Alexandra Kalev, a sociology professor at Tel Aviv University, said that although Israelis are relatively conservative, they are not as wedded to the idea of the traditional family as countries like the United States.
“There’s way more tolerance of different types of families,” she told JTA. “What’s most important is that family serve the Zionist value of procreating.”
Still, Kalev said, Ben-Ami’s announcement sent a powerful message that women can define their own reality. It is even more significant coming from a woman of Middle Eastern origin, as Mizrahi Jews are seen as more traditional and have historically faced discrimination in Israel, she said. While Israel has a proud tradition of gender equality, dating back to the prestate militias and kibbutzim, women have historically been excluded from shaping the institutions of power.
“Merav’s story is a reminder that the kind of commitment that work requires too often comes at the expense of having a family, and that’s one reason we don’t see more women in leadership,” she said. “She is sending an important message that women have the right to a family however they want it, even if that means breaking the traditional categories.”

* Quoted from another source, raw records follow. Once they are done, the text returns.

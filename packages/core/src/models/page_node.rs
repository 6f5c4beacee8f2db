//! Page Tree Structures
//!
//! This module defines `PageNode`, the in-memory representation of one page in a
//! loaded hierarchy, and `TreeSnapshot`, the envelope produced by a tree load.
//!
//! # Source of Truth
//!
//! Physical nesting (`children`) is authoritative. The `parent_id` and `position`
//! fields are denormalized caches kept for the wire format; every structural
//! mutation finishes with [`PageNode::normalize`], which rewrites them from the
//! physical shape.
//!
//! # Examples
//!
//! ```rust
//! use pagetree_core::models::PageNode;
//!
//! let tree = PageNode::new("root", "Root", "DOC")
//!     .with_child(PageNode::new("a", "A", "DOC"))
//!     .with_child(PageNode::new("b", "B", "DOC").with_child(PageNode::new("c", "C", "DOC")));
//!
//! assert_eq!(tree.node_count(), 4);
//! assert_eq!(tree.find("c").unwrap().parent_id.as_deref(), Some("b"));
//! ```

use serde::{Deserialize, Serialize};

/// One page in a hierarchy, exclusively owning its children.
///
/// Cloning a `PageNode` is a full deep copy; no subtree is ever shared between
/// two trees.
#[derive(Debug, Clone, PartialEq, Eq, Serialize, Deserialize)]
#[serde(rename_all = "camelCase")]
pub struct PageNode {
    /// Stable identifier, unique across the whole tree
    pub id: String,

    /// Display title (not significant to any algorithm)
    pub title: String,

    /// Cached parent identifier (None for the root)
    pub parent_id: Option<String>,

    /// Partition tag shared by every node of one tree
    pub space_key: String,

    /// Cached zero-based sibling index
    #[serde(default)]
    pub position: usize,

    /// Ordered children; array order is the sibling order
    #[serde(default)]
    pub children: Vec<PageNode>,
}

impl PageNode {
    /// Create a parentless leaf node.
    pub fn new(id: impl Into<String>, title: impl Into<String>, space_key: impl Into<String>) -> Self {
        Self {
            id: id.into(),
            title: title.into(),
            parent_id: None,
            space_key: space_key.into(),
            position: 0,
            children: Vec::new(),
        }
    }

    /// Append `child` as the last child, fixing up its cached fields.
    pub fn with_child(mut self, mut child: PageNode) -> Self {
        child.parent_id = Some(self.id.clone());
        child.position = self.children.len();
        self.children.push(child);
        self
    }

    /// Find a node anywhere in this subtree.
    pub fn find(&self, id: &str) -> Option<&PageNode> {
        if self.id == id {
            return Some(self);
        }
        self.children.iter().find_map(|child| child.find(id))
    }

    /// True if `id` is this node or any of its descendants.
    pub fn contains(&self, id: &str) -> bool {
        self.find(id).is_some()
    }

    /// Number of nodes in this subtree, including `self`.
    pub fn node_count(&self) -> usize {
        1 + self.children.iter().map(PageNode::node_count).sum::<usize>()
    }

    /// Identifiers of the direct children, in sibling order.
    pub fn child_ids(&self) -> Vec<&str> {
        self.children.iter().map(|child| child.id.as_str()).collect()
    }

    /// Rewrite `parent_id` and `position` of every descendant from physical shape.
    ///
    /// The receiver keeps its own `parent_id`; its `position` is left untouched
    /// because a root has no siblings to be ordered against.
    pub fn normalize(&mut self) {
        let parent_id = self.id.clone();
        for (index, child) in self.children.iter_mut().enumerate() {
            child.parent_id = Some(parent_id.clone());
            child.position = index;
            child.normalize();
        }
    }
}

/// Result of loading a hierarchy from the remote backend.
#[derive(Debug, Clone, PartialEq, Eq, Serialize, Deserialize)]
#[serde(rename_all = "camelCase")]
pub struct TreeSnapshot {
    pub space_key: String,
    pub root_page_id: String,
    pub tree: PageNode,
}

impl TreeSnapshot {
    pub fn from_tree(tree: PageNode) -> Self {
        Self {
            space_key: tree.space_key.clone(),
            root_page_id: tree.id.clone(),
            tree,
        }
    }
}

#[cfg(test)]
#[path = "page_node_test.rs"]
mod page_node_test;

So far, Israelis have been supportive. Ben-Ami said she has been flooded with congratulatory messages and phone calls in the past week. Her Facebook post about the article has some 1,500 “likes” and hundreds of gushing comments. Ben-Ami said her colleagues in the Knesset have privately congratulated her, including those from the haredi Orthodox and Arab parties.
“There are very liberal haredim. There are different streams. And there’s a lot of difference of opinion there,” she said.

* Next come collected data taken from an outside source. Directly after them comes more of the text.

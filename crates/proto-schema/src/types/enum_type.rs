use serde::{Deserialize, Serialize};

use crate::error::SchemaError;
use crate::printer;

use super::name::Name;
use super::option_element::{OptionElement, OptionValue};

/// A member of an enum: `NAME = tag [options];`.
#[derive(Debug, Clone, PartialEq, Eq, Serialize, Deserialize)]
pub struct EnumValue {
    name: Name,
    tag: i32,
    #[serde(default, skip_serializing_if = "String::is_empty")]
    documentation: String,
    #[serde(default, skip_serializing_if = "Vec::is_empty")]
    options: Vec<OptionElement>,
}

impl EnumValue {
    /// Creates a new enum value. Pass `""` for no documentation.
    pub fn new(
        name: impl Into<String>,
        tag: i32,
        documentation: impl Into<String>,
        options: Vec<OptionElement>,
    ) -> Result<Self, SchemaError> {
        Ok(Self {
            name: Name::new(name)?,
            tag,
            documentation: documentation.into(),
            options,
        })
    }

    pub fn name(&self) -> &str {
        self.name.as_str()
    }

    pub fn tag(&self) -> i32 {
        self.tag
    }

    /// Returns the documentation text; empty when there is none.
    pub fn documentation(&self) -> &str {
        &self.documentation
    }

    pub fn options(&self) -> &[OptionElement] {
        &self.options
    }
}

impl std::fmt::Display for EnumValue {
    fn fmt(&self, f: &mut std::fmt::Formatter<'_>) -> std::fmt::Result {
        f.write_str(&printer::print_enum_value(self))
    }
}

/// An `enum` declaration.
#[derive(Debug, Clone, PartialEq, Eq, Serialize, Deserialize)]
pub struct EnumType {
    name: Name,
    #[serde(default, skip_serializing_if = "String::is_empty")]
    qualified_name: String,
    #[serde(default, skip_serializing_if = "String::is_empty")]
    documentation: String,
    #[serde(default, skip_serializing_if = "Vec::is_empty")]
    options: Vec<OptionElement>,
    #[serde(default, skip_serializing_if = "Vec::is_empty")]
    values: Vec<EnumValue>,
}

impl EnumType {
    /// Creates a new enum type. `values` keep the order given here.
    pub fn new(
        name: impl Into<String>,
        qualified_name: impl Into<String>,
        documentation: impl Into<String>,
        options: Vec<OptionElement>,
        values: Vec<EnumValue>,
    ) -> Result<Self, SchemaError> {
        Ok(Self {
            name: Name::new(name)?,
            qualified_name: qualified_name.into(),
            documentation: documentation.into(),
            options,
            values,
        })
    }

    pub fn name(&self) -> &str {
        self.name.as_str()
    }

    pub fn qualified_name(&self) -> &str {
        &self.qualified_name
    }

    pub fn documentation(&self) -> &str {
        &self.documentation
    }

    pub fn options(&self) -> &[OptionElement] {
        &self.options
    }

    pub fn values(&self) -> &[EnumValue] {
        &self.values
    }

    /// Looks up a value by name.
    pub fn value(&self, name: &str) -> Option<&EnumValue> {
        self.values.iter().find(|v| v.name() == name)
    }

    /// Returns true if `option allow_alias = true;` is set, permitting
    /// several values to share a tag.
    pub fn allows_alias(&self) -> bool {
        matches!(
            OptionElement::find(&self.options, "allow_alias").map(OptionElement::value),
            Some(OptionValue::Boolean(true))
        )
    }
}

impl std::fmt::Display for EnumType {
    fn fmt(&self, f: &mut std::fmt::Formatter<'_>) -> std::fmt::Result {
        f.write_str(&printer::print_enum_type(self))
    }
}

Rabbi Yuval Cherlow, a prominent moderate among religious Zionists, said most Orthodox rabbis would not support Ben-Ami’s decision to have a baby outside a Jewish marriage. If a woman is worried about not getting married in time to have a baby, the standard advice is to freeze your eggs, he said. That is the policy of the Puah Institute, a Jerusalem center that advises infertile couples based on Jewish law, or halachah.
On the other hand, Judaism is very understanding of a woman’s need to have babies, Cherlow said. In the Torah, the Jewish matriarch Rachel tells her husband, Jacob, to give her a baby or she will die. Rabbis draw on the Bible’s emphasis on fertility to craft fairly liberal positions on assisted reproductive technology.
Cherlow said he is among a minority of Orthodox rabbis that recommend older single women try IVF — partly because frozen eggs are known to not be a reliable option for them. From the perspective of Jewish law, he said, it is a positive that Ben-Ami’s baby will have a father.
The Orthodox consider homosexuality incompatible with Judaism, although public attitudes were seen to shift after a haredi Orthodox man stabbed a teenage girl to death at the 2014 Jerusalem Gay Pride Parade. But the fact that Ofir is gay is irrelevant to his being a father, according to Cherlow.
“I would prefer like every rabbi in the world that babies would be part of a Jewish family according to halachah. But she made the decision not to miss being a mother, and the baby’s father is known and will be involved. These are positive things,” Cherlow told JTA.
Now that Ben-Ami has made her announcement, she is ready to get back to work. At the end of the day, she said, she is just another expecting Israeli mother.
“You look around and every third or fourth woman is pregnant. So you need to take it in proportion,” she said. “From a Jewish point of view, the baby is the important thing, even if it’s from a gay man, even if you’re 40. Of course we’d prefer this or that, but yalla, we can’t wait forever.”